Kanga, your 50% rule of thumb may work for you, but it would not work for me. I buy a wide variety of coins. In some cases I would not even pay as much as 50% for a details grade. In others, I would be willing to pay more.
I like $1 modern commemoratives. Next on my list is a 2001 Buffalo. Current retail around $100. But if I saw a PCGS Unc details cleaned, I wouldn't pay more than melt for it. Which is less than 20% of retail.

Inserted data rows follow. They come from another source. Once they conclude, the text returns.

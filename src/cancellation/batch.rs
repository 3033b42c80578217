use async_trait::async_trait;
use serde::{Deserialize, Serialize};
use std::collections::{BTreeMap, HashSet};

use crate::error::EngineError;
use crate::notify::Notifier;
use crate::tracker::{GridTracker, TrackedGrid};

/// Issues the actual close-position request to the exchange
#[async_trait]
pub trait PositionCloser: Send + Sync {
    async fn close_position(&self, grid: &TrackedGrid) -> anyhow::Result<()>;
}

/// Positions flagged for removal, each with the lowest floor it was flagged at
///
/// Survives across ticks until the position is closed.
#[derive(Debug, Clone, Default, Serialize, Deserialize, PartialEq)]
pub struct MarkForRemoval {
    marks: BTreeMap<i64, f64>,
}

impl MarkForRemoval {
    pub fn new() -> Self {
        Self::default()
    }

    /// Flag a position. Returns the floor now stored, which never rises.
    pub fn mark(&mut self, position_id: i64, floor: f64) -> f64 {
        let stored = self.marks.entry(position_id).or_insert(floor);
        *stored = stored.min(floor);
        *stored
    }

    pub fn floor(&self, position_id: i64) -> Option<f64> {
        self.marks.get(&position_id).copied()
    }

    pub fn clear(&mut self, position_id: i64) -> bool {
        self.marks.remove(&position_id).is_some()
    }

    pub fn iter(&self) -> impl Iterator<Item = (i64, f64)> + '_ {
        self.marks.iter().map(|(&id, &floor)| (id, floor))
    }

    pub fn len(&self) -> usize {
        self.marks.len()
    }

    pub fn is_empty(&self) -> bool {
        self.marks.is_empty()
    }
}

/// One position the engine wants closed
#[derive(Debug, Clone, Serialize, Deserialize, PartialEq)]
pub struct GridToCancel {
    pub grid_id: i64,
    /// Cancellation floor: the close proceeds only once ROI is at or above it
    pub max_loss_threshold: f64,
    pub reasons: Vec<String>,
    pub cancelled: bool,
}

impl GridToCancel {
    pub fn new(grid_id: i64, max_loss_threshold: f64, reason: impl Into<String>) -> Self {
        Self {
            grid_id,
            max_loss_threshold,
            reasons: vec![reason.into()],
            cancelled: false,
        }
    }

    fn merge(&mut self, max_loss_threshold: f64, reason: impl Into<String>) {
        self.max_loss_threshold = self.max_loss_threshold.min(max_loss_threshold);
        self.reasons.push(reason.into());
    }

    pub fn can_cancel(&self, last_roi: f64) -> bool {
        last_roi >= self.max_loss_threshold
    }
}

/// Audit record of one candidate, as handed to persistence
#[derive(Debug, Clone, Serialize, Deserialize, PartialEq)]
pub struct CancellationOutcome {
    pub position_id: i64,
    pub cancelled: bool,
    pub reasons: Vec<String>,
}

/// What one `cancel_all` pass did
#[derive(Debug, Default)]
pub struct CancelReport {
    pub cancelled: Vec<i64>,
    /// ROI below the cancel floor
    pub skipped: Vec<i64>,
    /// Closed by an earlier pass
    pub already_cancelled: Vec<i64>,
    /// No longer in the tracker
    pub untracked: Vec<i64>,
    pub failures: Vec<(i64, EngineError)>,
}

impl CancelReport {
    pub fn has_failures(&self) -> bool {
        !self.failures.is_empty()
    }

    pub fn failed_ids(&self) -> Vec<i64> {
        self.failures.iter().map(|(id, _)| *id).collect()
    }
}

/// Cancellation candidates of one tick, keyed by position id
#[derive(Debug, Clone, Default, Serialize, Deserialize, PartialEq)]
pub struct CancellationBatch {
    candidates: BTreeMap<i64, GridToCancel>,
}

impl CancellationBatch {
    pub fn new() -> Self {
        Self::default()
    }

    /// Add a reason to cancel a grid. The stored floor is the minimum of all
    /// floors offered and every reason is kept in order.
    pub fn add_candidate(&mut self, grid_id: i64, max_loss_threshold: f64, reason: impl Into<String>) {
        match self.candidates.get_mut(&grid_id) {
            Some(candidate) => candidate.merge(max_loss_threshold, reason),
            None => {
                self.candidates
                    .insert(grid_id, GridToCancel::new(grid_id, max_loss_threshold, reason));
            }
        }
    }

    pub fn get(&self, grid_id: i64) -> Option<&GridToCancel> {
        self.candidates.get(&grid_id)
    }

    pub fn candidates(&self) -> impl Iterator<Item = &GridToCancel> {
        self.candidates.values()
    }

    pub fn len(&self) -> usize {
        self.candidates.len()
    }

    pub fn is_empty(&self) -> bool {
        self.candidates.is_empty()
    }

    pub fn has_cancelled(&self) -> bool {
        self.candidates.values().any(|c| c.cancelled)
    }

    pub fn cancelled_ids(&self) -> HashSet<i64> {
        self.candidates
            .values()
            .filter(|c| c.cancelled)
            .map(|c| c.grid_id)
            .collect()
    }

    pub fn outcomes(&self) -> Vec<CancellationOutcome> {
        self.candidates
            .values()
            .map(|c| CancellationOutcome {
                position_id: c.grid_id,
                cancelled: c.cancelled,
                reasons: c.reasons.clone(),
            })
            .collect()
    }

    /// Close every candidate whose ROI has reached its floor
    ///
    /// A failed close leaves the candidate uncancelled so a later pass retries it,
    /// and the remaining candidates are still processed.
    pub async fn cancel_all(
        &mut self,
        tracker: &GridTracker,
        closer: &dyn PositionCloser,
        notifier: &dyn Notifier,
    ) -> CancelReport {
        let mut report = CancelReport::default();

        for candidate in self.candidates.values_mut() {
            let id = candidate.grid_id;
            let reasons = candidate.reasons.join("; ");

            if candidate.cancelled {
                notifier.info(&format!("Grid #{} already cancelled. Reasons: {}", id, reasons));
                report.already_cancelled.push(id);
                continue;
            }

            let Some(grid) = tracker.get(id) else {
                notifier.skip(&format!("Grid #{} is no longer tracked, not cancelling. Reasons: {}", id, reasons));
                report.untracked.push(id);
                continue;
            };

            if !candidate.can_cancel(grid.last_roi) {
                notifier.skip(&format!(
                    "Not cancelling {}: ROI {:.2}% is below the cancel floor {:.2}%. Reasons: {}",
                    grid,
                    grid.last_roi * 100.0,
                    candidate.max_loss_threshold * 100.0,
                    reasons
                ));
                report.skipped.push(id);
                continue;
            }

            match closer.close_position(grid).await {
                Ok(()) => {
                    candidate.cancelled = true;
                    tracing::info!(position_id = id, "Cancelled grid");
                    notifier.action(&format!("Cancelled {}. Reasons: {}", grid, reasons));
                    report.cancelled.push(id);
                }
                Err(source) => {
                    let err = EngineError::CloseFailed {
                        position_id: id,
                        source,
                    };
                    tracing::warn!(position_id = id, "{}", err);
                    notifier.warning(&format!("{}. Reasons: {}", err, reasons));
                    report.failures.push((id, err));
                }
            }
        }

        report
    }
}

I also like US classics. I recently bought a 1835
Half Cent. VF-XF. Prior to getting in to coin collecting, I didn't know the US even made
Half Cents. So I'd wanted one for a while. But not so much that I wanted to pay $200+ for a graded AU-MS one. I just like having it around to fill out the type, and show to friends. It doesn't look cleaned. But even if it was I'd be willing to spend 70% to 80% of what an uncleaned one would be. Think of the life of a circulated coin. Especially one that got as much use as a penny. Let's say back in 1840 somebody dropped in in the mud while getting something out of their pocket. And the used their handkerchief to wipe it off before putting it back in their pocket. Maybe they wiped it hard enough to leave hairlines that a
TPG could detect, maybe they didn't. But should that really drop todays value by half?

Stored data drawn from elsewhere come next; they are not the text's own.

use chrono::{DateTime, Utc};
use serde::{Deserialize, Serialize};
use std::fmt;
use std::str::FromStr;

/// Trade direction of a grid or strategy
#[derive(Debug, Clone, Copy, Serialize, Deserialize, PartialEq, Eq, Hash, PartialOrd, Ord)]
#[serde(rename_all = "UPPERCASE")]
pub enum Direction {
    Long,
    Short,
    Neutral,
}

impl Direction {
    pub fn as_str(&self) -> &'static str {
        match self {
            Direction::Long => "LONG",
            Direction::Short => "SHORT",
            Direction::Neutral => "NEUTRAL",
        }
    }
}

impl fmt::Display for Direction {
    fn fmt(&self, f: &mut fmt::Formatter<'_>) -> fmt::Result {
        f.write_str(self.as_str())
    }
}

impl FromStr for Direction {
    type Err = String;

    fn from_str(s: &str) -> Result<Self, Self::Err> {
        match s.to_ascii_uppercase().as_str() {
            "LONG" => Ok(Direction::Long),
            "SHORT" => Ok(Direction::Short),
            "NEUTRAL" => Ok(Direction::Neutral),
            other => Err(format!("unknown direction: {}", other)),
        }
    }
}

/// Stablecoin bucket a symbol settles in
#[derive(Debug, Clone, Copy, Serialize, Deserialize, PartialEq, Eq, Hash, PartialOrd, Ord)]
#[serde(rename_all = "UPPERCASE")]
pub enum QuoteAsset {
    Usdt,
    Usdc,
}

impl QuoteAsset {
    pub fn from_symbol(symbol: &str) -> Self {
        if symbol.to_ascii_uppercase().ends_with("USDC") {
            QuoteAsset::Usdc
        } else {
            QuoteAsset::Usdt
        }
    }
}

/// Open grid position as reported by the exchange
///
/// Numeric fields stay as the exchange's decimal strings; they are parsed with
/// [`parse_decimal`] when the grid is observed.
#[derive(Debug, Clone, Serialize, Deserialize, PartialEq)]
pub struct GridSnapshot {
    pub position_id: i64,
    pub strategy_id: i64,
    pub symbol: String,
    pub direction: Direction,
    pub leverage: u32,
    pub realized_profit: String,
    pub funding_fee: String,
    pub position_size: String, // signed, negative for short exposure
    pub entry_price: String,
    pub lower_price: String,
    pub upper_price: String,
    pub initial_value: String, // raw initial margin, not yet divided by leverage
}

/// Candidate strategy from the public strategy listing
#[derive(Debug, Clone, Serialize, Deserialize, PartialEq)]
pub struct StrategySnapshot {
    pub strategy_id: i64,
    pub user_id: i64,
    pub symbol: String,
    pub direction: Direction,
    pub copy_count: u32,
    pub roi: String,
    pub pnl: String,
    pub running_time: i64, // seconds
    pub matched_count: u32,
    pub last_day_matched_count: u32,
    #[serde(default)]
    pub params: GridParams,
}

/// Grid parameters a strategy was configured with
#[derive(Debug, Clone, Default, Serialize, Deserialize, PartialEq)]
pub struct GridParams {
    pub lower_price: String,
    pub upper_price: String,
    pub grid_count: u32,
    pub trailing_up: bool,
    pub trailing_down: bool,
    pub trigger_price: Option<String>,
    pub stop_lower_limit: Option<String>,
    pub stop_upper_limit: Option<String>,
}

/// A strategy that has run to completion, used for win/loss scoring
#[derive(Debug, Clone, Serialize, Deserialize, PartialEq)]
pub struct ConcludedTrade {
    pub strategy_id: i64,
    pub user_id: i64,
    pub symbol: String,
    pub direction: Direction,
    pub start_price: f64,
    pub end_price: f64,
    pub high_price: f64,
    pub low_price: f64,
    pub start_time: DateTime<Utc>,
    pub end_time: DateTime<Utc>,
    pub lower_bound: f64,
    pub upper_bound: f64,
    pub roi: f64,
}

/// Parse an exchange decimal string
///
/// A malformed or non-finite value is logged and read as zero so one bad record
/// does not stop the rest of the tick.
pub fn parse_decimal(field: &str, raw: &str) -> f64 {
    match raw.trim().parse::<f64>() {
        Ok(value) if value.is_finite() => value,
        _ => {
            let err = crate::EngineError::MalformedSnapshot {
                field: field.to_string(),
                value: raw.to_string(),
            };
            tracing::warn!("{}, reading as 0", err);
            0.0
        }
    }
}

/// Like [`parse_decimal`] but for optional fields; empty strings read as `None`
pub fn parse_optional_decimal(field: &str, raw: Option<&str>) -> Option<f64> {
    match raw {
        Some(value) if !value.trim().is_empty() => Some(parse_decimal(field, value)),
        _ => None,
    }
}

#[cfg(test)]
mod tests {
    use super::*;

    #[test]
    fn test_direction_parsing() {
        assert_eq!("long".parse::<Direction>().unwrap(), Direction::Long);
        assert_eq!("SHORT".parse::<Direction>().unwrap(), Direction::Short);
        assert_eq!("Neutral".parse::<Direction>().unwrap(), Direction::Neutral);
        assert!("sideways".parse::<Direction>().is_err());
    }

    #[test]
    fn test_direction_serializes_uppercase() {
        let json = serde_json::to_string(&Direction::Neutral).unwrap();
        assert_eq!(json, "\"NEUTRAL\"");
    }

    #[test]
    fn test_quote_asset_from_symbol() {
        assert_eq!(QuoteAsset::from_symbol("BTCUSDT"), QuoteAsset::Usdt);
        assert_eq!(QuoteAsset::from_symbol("ETHUSDC"), QuoteAsset::Usdc);
        assert_eq!(QuoteAsset::from_symbol("solusdc"), QuoteAsset::Usdc);
    }

    #[test]
    fn test_parse_decimal() {
        assert_eq!(parse_decimal("roi", "0.125"), 0.125);
        assert_eq!(parse_decimal("roi", " -3.5 "), -3.5);
        assert_eq!(parse_decimal("roi", "abc"), 0.0);
        assert_eq!(parse_decimal("roi", "NaN"), 0.0);
        assert_eq!(parse_decimal("roi", ""), 0.0);
    }

    #[test]
    fn test_parse_optional_decimal() {
        assert_eq!(parse_optional_decimal("trigger", None), None);
        assert_eq!(parse_optional_decimal("trigger", Some("")), None);
        assert_eq!(parse_optional_decimal("trigger", Some("12.5")), Some(12.5));
    }
}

I also collect a lot of foreign coins. And many foreign collectors do not have the same hangups about cleaned coins that US collectors do. One of my favorite coins in my collection is an 1840 Germany/Prussia 6 Kruezer with what I think is a die break. Sent it to NGC for error attribution. Came back Unc details. Didn't really care. Knowing that many, if not most, foreign coins 100+ years old have been cleaned. So I'd be fine paying 80% to 90% of what I would pay for an uncleaned one.
But back to my original point. It bothers be that NGC didn't put a 60 or a 61 on it. I can't be an expert grader on ever foreign coin I have. Especially since the grading scale many foreign countries use is different. And there isn't anything like the PCGS photograde for foreign coins. In hind sight I wish I had sent it to ANACS. Since they might have put a number grade on it, and I've heard that they are better at attributing errors. But I've also heard they outsource their foreign coins. So I worry that there is a greater chance of things getting lost. I'm tempted to cross it the next time I send something to ANACS.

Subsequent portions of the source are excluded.